# ACTIVITY:
Records follow. Pull out every line that contains "reason".
<<<<
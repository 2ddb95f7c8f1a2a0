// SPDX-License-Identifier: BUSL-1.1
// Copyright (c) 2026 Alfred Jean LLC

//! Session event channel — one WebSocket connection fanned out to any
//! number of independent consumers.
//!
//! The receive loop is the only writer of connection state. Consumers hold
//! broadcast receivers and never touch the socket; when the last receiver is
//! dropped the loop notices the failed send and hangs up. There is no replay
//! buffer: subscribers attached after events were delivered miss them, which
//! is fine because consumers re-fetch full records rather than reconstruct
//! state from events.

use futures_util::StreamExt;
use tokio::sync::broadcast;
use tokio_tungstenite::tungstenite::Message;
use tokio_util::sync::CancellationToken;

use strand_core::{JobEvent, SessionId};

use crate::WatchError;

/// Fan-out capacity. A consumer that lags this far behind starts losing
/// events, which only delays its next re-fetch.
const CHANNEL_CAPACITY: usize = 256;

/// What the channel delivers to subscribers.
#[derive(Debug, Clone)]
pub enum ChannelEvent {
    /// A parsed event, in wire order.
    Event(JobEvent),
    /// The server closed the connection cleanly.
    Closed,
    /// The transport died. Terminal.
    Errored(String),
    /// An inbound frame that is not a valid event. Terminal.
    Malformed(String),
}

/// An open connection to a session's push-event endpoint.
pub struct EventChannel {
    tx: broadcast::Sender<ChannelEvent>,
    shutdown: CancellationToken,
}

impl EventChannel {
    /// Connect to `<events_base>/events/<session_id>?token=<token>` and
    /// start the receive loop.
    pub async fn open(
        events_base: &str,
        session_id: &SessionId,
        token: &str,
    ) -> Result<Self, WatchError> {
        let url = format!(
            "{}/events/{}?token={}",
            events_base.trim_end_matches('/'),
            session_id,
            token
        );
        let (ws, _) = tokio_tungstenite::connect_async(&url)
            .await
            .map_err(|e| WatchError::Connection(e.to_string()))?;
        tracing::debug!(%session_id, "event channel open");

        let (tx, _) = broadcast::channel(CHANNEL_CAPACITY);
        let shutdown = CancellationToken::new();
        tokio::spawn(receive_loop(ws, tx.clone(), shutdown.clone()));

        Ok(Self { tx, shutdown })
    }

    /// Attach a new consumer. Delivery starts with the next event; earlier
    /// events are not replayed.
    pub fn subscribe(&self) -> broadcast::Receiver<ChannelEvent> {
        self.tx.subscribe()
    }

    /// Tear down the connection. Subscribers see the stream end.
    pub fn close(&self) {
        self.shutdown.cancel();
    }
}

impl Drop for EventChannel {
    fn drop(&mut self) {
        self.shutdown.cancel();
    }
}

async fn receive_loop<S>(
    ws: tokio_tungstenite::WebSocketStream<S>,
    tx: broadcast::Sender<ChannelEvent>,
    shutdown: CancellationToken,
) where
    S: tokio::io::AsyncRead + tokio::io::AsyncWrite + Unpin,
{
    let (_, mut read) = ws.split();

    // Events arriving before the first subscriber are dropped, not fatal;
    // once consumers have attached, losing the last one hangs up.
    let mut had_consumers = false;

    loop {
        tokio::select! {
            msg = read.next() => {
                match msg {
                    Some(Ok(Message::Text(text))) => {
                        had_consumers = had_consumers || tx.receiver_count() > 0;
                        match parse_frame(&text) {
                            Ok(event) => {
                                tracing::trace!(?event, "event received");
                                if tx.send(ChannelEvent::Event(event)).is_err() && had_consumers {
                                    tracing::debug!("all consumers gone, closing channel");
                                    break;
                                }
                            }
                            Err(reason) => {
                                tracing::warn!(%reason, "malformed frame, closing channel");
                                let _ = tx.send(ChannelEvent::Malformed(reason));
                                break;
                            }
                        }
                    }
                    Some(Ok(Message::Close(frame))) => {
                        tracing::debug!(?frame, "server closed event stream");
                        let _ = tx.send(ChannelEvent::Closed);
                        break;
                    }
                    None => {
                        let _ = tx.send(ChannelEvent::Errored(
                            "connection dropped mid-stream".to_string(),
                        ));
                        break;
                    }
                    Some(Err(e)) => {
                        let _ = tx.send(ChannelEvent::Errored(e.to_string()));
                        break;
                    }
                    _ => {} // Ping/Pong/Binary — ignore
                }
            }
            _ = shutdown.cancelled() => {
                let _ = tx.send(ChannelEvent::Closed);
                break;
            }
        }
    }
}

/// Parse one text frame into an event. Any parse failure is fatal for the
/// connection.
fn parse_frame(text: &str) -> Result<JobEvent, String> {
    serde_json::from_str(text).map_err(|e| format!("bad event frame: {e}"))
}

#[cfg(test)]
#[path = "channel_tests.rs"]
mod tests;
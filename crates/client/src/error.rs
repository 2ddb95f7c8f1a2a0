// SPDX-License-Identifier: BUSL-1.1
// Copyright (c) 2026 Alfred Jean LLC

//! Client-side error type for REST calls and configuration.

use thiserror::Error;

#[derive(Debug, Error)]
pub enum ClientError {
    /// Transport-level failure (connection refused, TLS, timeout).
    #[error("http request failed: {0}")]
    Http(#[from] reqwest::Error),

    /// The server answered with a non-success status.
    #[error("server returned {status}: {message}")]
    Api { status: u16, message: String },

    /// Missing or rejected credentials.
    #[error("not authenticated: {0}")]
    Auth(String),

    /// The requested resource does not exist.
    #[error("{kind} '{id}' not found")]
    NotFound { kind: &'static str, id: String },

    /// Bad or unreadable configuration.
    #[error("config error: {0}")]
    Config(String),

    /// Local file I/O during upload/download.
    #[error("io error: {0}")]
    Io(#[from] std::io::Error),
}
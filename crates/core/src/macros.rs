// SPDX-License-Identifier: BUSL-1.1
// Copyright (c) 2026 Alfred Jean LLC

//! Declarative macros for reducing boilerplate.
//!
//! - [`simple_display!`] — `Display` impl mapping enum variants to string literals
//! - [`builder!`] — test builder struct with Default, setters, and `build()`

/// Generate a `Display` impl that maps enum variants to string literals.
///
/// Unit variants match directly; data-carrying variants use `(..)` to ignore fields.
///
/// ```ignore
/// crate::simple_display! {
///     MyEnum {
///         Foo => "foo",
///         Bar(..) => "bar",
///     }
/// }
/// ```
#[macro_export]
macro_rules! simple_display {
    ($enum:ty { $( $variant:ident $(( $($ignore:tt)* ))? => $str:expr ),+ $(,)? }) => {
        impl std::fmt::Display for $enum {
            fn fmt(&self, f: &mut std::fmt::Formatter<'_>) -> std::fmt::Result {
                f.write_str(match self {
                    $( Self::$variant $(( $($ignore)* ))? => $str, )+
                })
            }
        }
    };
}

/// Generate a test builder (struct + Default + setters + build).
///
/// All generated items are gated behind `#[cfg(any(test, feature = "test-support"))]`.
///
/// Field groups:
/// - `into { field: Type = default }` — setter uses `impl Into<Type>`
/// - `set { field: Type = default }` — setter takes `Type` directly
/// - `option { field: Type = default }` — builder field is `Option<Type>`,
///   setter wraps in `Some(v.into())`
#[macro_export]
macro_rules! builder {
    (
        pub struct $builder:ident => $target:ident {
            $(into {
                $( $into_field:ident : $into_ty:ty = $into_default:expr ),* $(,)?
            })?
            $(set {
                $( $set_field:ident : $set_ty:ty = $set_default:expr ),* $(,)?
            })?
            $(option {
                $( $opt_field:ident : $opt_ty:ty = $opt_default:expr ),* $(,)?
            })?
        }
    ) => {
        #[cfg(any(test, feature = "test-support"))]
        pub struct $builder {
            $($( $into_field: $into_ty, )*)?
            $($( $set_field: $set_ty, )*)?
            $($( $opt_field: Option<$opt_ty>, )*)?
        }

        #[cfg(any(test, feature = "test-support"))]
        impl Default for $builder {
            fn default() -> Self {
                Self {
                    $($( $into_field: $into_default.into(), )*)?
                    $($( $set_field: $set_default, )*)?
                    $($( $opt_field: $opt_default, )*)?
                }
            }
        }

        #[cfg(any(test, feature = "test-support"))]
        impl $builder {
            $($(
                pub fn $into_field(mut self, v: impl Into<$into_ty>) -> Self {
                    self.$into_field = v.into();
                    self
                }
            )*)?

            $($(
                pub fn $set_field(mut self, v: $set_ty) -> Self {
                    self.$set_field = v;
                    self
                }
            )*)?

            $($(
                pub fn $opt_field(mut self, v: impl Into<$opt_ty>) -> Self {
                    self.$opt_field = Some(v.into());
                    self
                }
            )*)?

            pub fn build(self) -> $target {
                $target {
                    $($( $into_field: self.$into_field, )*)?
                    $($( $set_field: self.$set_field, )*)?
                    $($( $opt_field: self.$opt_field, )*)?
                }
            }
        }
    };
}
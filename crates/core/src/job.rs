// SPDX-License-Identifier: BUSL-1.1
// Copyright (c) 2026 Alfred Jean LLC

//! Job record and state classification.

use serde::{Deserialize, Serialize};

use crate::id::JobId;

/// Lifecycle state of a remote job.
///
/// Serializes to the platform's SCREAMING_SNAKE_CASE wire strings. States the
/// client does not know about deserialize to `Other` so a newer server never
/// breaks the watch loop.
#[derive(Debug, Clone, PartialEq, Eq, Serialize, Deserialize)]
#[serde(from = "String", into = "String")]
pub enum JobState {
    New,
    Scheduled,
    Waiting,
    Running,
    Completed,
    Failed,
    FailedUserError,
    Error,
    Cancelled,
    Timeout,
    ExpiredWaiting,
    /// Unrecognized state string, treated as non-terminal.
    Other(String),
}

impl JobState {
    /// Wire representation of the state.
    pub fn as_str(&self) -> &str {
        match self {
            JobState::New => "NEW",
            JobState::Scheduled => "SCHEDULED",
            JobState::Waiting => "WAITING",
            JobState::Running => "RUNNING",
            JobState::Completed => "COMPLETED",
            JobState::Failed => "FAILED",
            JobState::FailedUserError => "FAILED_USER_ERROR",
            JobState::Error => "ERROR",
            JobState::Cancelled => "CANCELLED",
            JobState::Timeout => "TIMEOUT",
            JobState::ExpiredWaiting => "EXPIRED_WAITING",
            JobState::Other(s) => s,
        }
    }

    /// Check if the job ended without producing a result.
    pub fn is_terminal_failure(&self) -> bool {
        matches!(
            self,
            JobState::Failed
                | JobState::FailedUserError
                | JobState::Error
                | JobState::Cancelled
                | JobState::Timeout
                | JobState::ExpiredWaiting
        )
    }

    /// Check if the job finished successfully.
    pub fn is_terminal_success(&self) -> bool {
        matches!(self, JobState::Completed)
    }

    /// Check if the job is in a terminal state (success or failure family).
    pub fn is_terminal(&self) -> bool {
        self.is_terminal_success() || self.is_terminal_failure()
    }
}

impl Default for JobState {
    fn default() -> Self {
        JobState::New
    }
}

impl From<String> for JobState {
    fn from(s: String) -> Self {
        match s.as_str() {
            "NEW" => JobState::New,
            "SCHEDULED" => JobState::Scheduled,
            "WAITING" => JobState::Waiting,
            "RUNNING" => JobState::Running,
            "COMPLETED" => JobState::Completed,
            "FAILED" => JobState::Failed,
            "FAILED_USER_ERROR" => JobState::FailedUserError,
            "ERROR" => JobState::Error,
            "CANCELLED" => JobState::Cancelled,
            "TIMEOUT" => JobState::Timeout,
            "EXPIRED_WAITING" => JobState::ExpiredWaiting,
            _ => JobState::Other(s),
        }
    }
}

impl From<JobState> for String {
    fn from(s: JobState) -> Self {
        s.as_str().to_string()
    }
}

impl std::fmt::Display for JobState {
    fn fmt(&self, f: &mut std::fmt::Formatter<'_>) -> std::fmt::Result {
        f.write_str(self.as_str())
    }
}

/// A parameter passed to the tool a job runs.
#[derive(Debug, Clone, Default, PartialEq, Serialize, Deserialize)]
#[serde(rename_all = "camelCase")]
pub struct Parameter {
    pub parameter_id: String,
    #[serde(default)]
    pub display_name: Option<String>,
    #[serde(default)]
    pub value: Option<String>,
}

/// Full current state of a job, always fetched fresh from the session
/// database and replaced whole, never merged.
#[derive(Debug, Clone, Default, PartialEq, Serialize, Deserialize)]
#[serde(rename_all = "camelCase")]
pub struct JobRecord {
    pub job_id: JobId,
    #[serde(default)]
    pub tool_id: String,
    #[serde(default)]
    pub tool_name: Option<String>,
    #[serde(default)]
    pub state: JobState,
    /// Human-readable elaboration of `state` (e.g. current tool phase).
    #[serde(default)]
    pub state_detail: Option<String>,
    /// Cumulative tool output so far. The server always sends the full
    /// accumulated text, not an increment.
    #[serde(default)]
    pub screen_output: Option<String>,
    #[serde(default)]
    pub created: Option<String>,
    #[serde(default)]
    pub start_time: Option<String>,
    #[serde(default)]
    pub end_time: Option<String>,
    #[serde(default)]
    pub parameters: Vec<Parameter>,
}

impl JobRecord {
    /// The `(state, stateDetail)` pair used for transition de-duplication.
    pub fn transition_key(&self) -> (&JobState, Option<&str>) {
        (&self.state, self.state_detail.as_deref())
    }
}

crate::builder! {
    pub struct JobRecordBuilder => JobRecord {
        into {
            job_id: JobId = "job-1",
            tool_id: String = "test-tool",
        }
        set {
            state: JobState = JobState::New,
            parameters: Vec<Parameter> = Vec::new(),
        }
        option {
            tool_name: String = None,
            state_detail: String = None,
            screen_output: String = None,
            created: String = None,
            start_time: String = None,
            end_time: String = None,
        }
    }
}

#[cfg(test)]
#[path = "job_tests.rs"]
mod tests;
>>>>
# ANSWER:
                            Err(reason) => {
                                tracing::warn!(%reason, "malformed frame, closing channel");
                                let _ = tx.send(ChannelEvent::Malformed(reason));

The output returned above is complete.